Le rédacteur du Libertaire, qui en est le plieur et le porteur, a, lors de la distribution du 12ème numéro, perdu le livre d’adresses de tous ses abonnés. Quand je dis abonnés, c’est une manière de parler, car il n’y en a peut-être pas quinze à vingt qui aient payé leur abonnement. Depuis l’envoi du premier numéro jusqu’à ce jour, les uns ont, une fois pour toutes, versé au journal 10 cents, les autres 25 cents ; un certain nombre a fait effort pour 50 cents, et un autre nombre n’a rien donné du tout. C’est pitoyable, mais cela est. Oh ! les lecteurs du Libertaire, on peut le croire, sont larges... mais c’est des épaules sans doute, et fort peu d’autre part. S’ils sont des hercules, il est douteux que ce soit sous le rapport du sentiment ni de l’intelligence ; ils peuvent avoir des muscles, mais il n’y a guère apparence qu’il aient des fibres. Ils ne sont pas nombreux ceux-là qui coopèrent à sa publication ou par des articles ou par des dollars, ou par quoi que ce soit. Les collaborateurs de l’intelligence sont encore à venir ; et quant aux collaborateurs du sentiment, s’ils aiment à désserrer quelque chose, c’est bien plutôt les lèvres de leur mâchoire que les cordons de leur bourse. Ils ne se font pas tirer l’oreille pour boire et brailler à la République démocratique, sociale et universelle ; mais il se feraient hacher par morceaux plutôt que d’apporter leur obole solidaire à l’œuvre du Progrès social, à la propagation de l’idée anarchique, aux organes clopin-clopant de la Liberté. — Dans toute cette multitude de prolétaires qui murmurent contre le servage, combien trop encore de ces hâbleurs qui font parade de sentiments qu’ils n’ont pas, tas de buses, socialistes-crétins, plus épais du crâne que les réacteurs-repus ne le sont du ventre, et qui, comme les bourgeois, leurs maîtres, ne sentent rien remuer non plus sous leur mamelle gauche. Esclaves barbouillés de lie, ils n’ont que de la gueule et pas de cœur : — Honte à eux !

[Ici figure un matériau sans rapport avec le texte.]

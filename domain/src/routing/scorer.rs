//! Agent scoring strategies.
//!
//! The router ranks active agents with a pluggable [`AgentScorer`]; the
//! default [`KeywordScorer`] matches the message against each agent's
//! subject keywords and description. Selection itself (tie-breaking,
//! confidence floor, fallback) lives in [`select_agent`] so every strategy
//! shares the same deterministic rules.

use crate::agent::directory::AgentDirectory;
use crate::agent::entities::TutorAgent;
use crate::core::error::DomainError;
use crate::routing::decision::{AgentScore, RouteDecision, RouteReason};

/// Maximum runner-ups carried on a decision.
const MAX_ALTERNATIVES: usize = 3;

/// A swappable scoring strategy: message × agent → confidence in [0, 1].
pub trait AgentScorer: Send + Sync {
    fn score(&self, message: &str, agent: &TutorAgent) -> f64;
}

/// Default strategy: keyword and description word match.
///
/// Score = matched keywords weighted 2:1 against matched description words,
/// normalized into [0, 1]. Case-insensitive, whole-word.
#[derive(Debug, Clone, Default)]
pub struct KeywordScorer;

impl KeywordScorer {
    fn words(text: &str) -> Vec<String> {
        text.split(|c: char| !c.is_alphanumeric())
            .filter(|w| !w.is_empty())
            .map(|w| w.to_lowercase())
            .collect()
    }
}

impl AgentScorer for KeywordScorer {
    fn score(&self, message: &str, agent: &TutorAgent) -> f64 {
        let message_words = Self::words(message);
        if message_words.is_empty() {
            return 0.0;
        }

        let keyword_hits = agent
            .keywords
            .iter()
            .filter(|k| message_words.contains(&k.to_lowercase()))
            .count();

        let description_words = Self::words(&agent.description);
        let description_hits = description_words
            .iter()
            .filter(|w| w.len() > 3 && message_words.contains(*w))
            .count();

        let keyword_part = if agent.keywords.is_empty() {
            0.0
        } else {
            keyword_hits as f64 / agent.keywords.len() as f64
        };
        let description_part = if description_words.is_empty() {
            0.0
        } else {
            description_hits as f64 / description_words.len() as f64
        };

        ((2.0 * keyword_part + description_part) / 3.0).clamp(0.0, 1.0)
    }
}

/// Score all active agents and pick one.
///
/// Deterministic: the highest confidence wins, ties break to the lowest
/// agent id. When no agent clears `confidence_floor` the directory fallback
/// is chosen and the decision carries `reason == Fallback`.
pub fn select_agent(
    scorer: &dyn AgentScorer,
    directory: &AgentDirectory,
    message: &str,
    confidence_floor: f64,
) -> Result<RouteDecision, DomainError> {
    let candidates = directory.list(true);
    if candidates.is_empty() {
        return Err(DomainError::NoAgents);
    }

    let mut scores: Vec<AgentScore> = candidates
        .iter()
        .map(|agent| AgentScore {
            agent_id: agent.id.clone(),
            confidence: scorer.score(message, agent),
        })
        .collect();

    // Highest confidence first; equal confidence orders by lowest id.
    scores.sort_by(|a, b| {
        b.confidence
            .partial_cmp(&a.confidence)
            .unwrap_or(std::cmp::Ordering::Equal)
            .then_with(|| a.agent_id.cmp(&b.agent_id))
    });

    let best = scores[0].clone();
    let alternatives: Vec<AgentScore> = scores
        .iter()
        .skip(1)
        .take(MAX_ALTERNATIVES)
        .cloned()
        .collect();

    if best.confidence >= confidence_floor {
        Ok(RouteDecision {
            agent_id: best.agent_id,
            reason: RouteReason::BestMatch,
            confidence: best.confidence,
            alternatives,
        })
    } else {
        let fallback = directory.fallback_agent()?;
        Ok(RouteDecision {
            agent_id: fallback.id.clone(),
            reason: RouteReason::Fallback,
            confidence: best.confidence,
            alternatives,
        })
    }
}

Mais trêve à cette digression qui n’est pas de nature à valoir au journal qui l’édite une infinité de réabonnements, s’il faut en croire la morale de la fable : "que tout flatteur vit aux dépens de celui qui l’écoute." Je disais donc que j’ai perdu la liste des abonnés sérieux ou non au Libertaire. Si chacun d’eux veut bien me faire parvenir de nouveau son nom et son adresse, je continuerai, comme par le passé, à l’envoyer à tous, beaucoup continuassent-ils à ne le payer qu’en partie ou même à ne pas le payer du tout. Je veux voir jusqu’où peut aller l’imbécile sordidité des soi-disant révolutionnaires et, si je ne peux la vaincre, du moins j’essayerai de la flétrir.

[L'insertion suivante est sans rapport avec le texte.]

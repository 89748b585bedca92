//! Turn audit port.
//!
//! One record per completed turn, for offline inspection of routing and
//! collaboration behavior. Audit failures never fail a turn.

use chrono::{DateTime, Utc};
use serde::{Deserialize, Serialize};
use tutormesh_domain::{CollaborativeInfo, InteractionMode, RouteDecision};

/// Everything worth remembering about one turn.
#[derive(Debug, Clone, Serialize, Deserialize)]
pub struct TurnRecord {
    pub timestamp: DateTime<Utc>,
    pub user_id: String,
    pub session_id: String,
    pub mode: InteractionMode,
    pub agent_ids: Vec<String>,
    pub latency_ms: u64,
    #[serde(skip_serializing_if = "Option::is_none")]
    pub route: Option<RouteDecision>,
    #[serde(skip_serializing_if = "Option::is_none")]
    pub collaborative: Option<CollaborativeInfo>,
}

/// Sink for turn records
pub trait TurnAuditLogger: Send + Sync {
    fn record(&self, record: &TurnRecord);
}

/// No-op audit logger
pub struct NoAudit;

impl TurnAuditLogger for NoAudit {
    fn record(&self, _record: &TurnRecord) {}
}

L’histoire des rois, disait Grégoire, est le martyrologe de l’humanité, et il disait vrai. Mais vous, troupeau de sujets soumis ou neutres, cohue de prolétaires ladres et stupides, petits monstres à deux pattes, vous les tigrés et les hébétés, vous les pauvres de cœur et les pauvres d’esprit, vous en êtes les martyriseurs. C’est votre idiot égoïsme, c’est votre indifférence pour tout ce qui ne vous touche pas immédiatement, c’est votre ratatinement sur vous-même[s] qui fait la force des lois, la puissance des plantureux exploiteurs, gens de mître, de couronne ou d’écus, — et la chétiveté des mœurs révolutionnaires, la faiblesse des insurrecteurs et des insurgés, ces pâles ouvriers de la plume, de l’outil ou de la barricade. Comme le scorpion, dans son cercle de braise, vous restez enfermés dans le cercle de vos petites passions, vous vous carbonisez dans ce manège sans issue, vous devenez à vous-mêmes votre propre bourreau, au lieu de marcher droit à l’obstacle, et de l’écarter ou de le franchir à l’aide d’une intelligente et anarchique solidarité.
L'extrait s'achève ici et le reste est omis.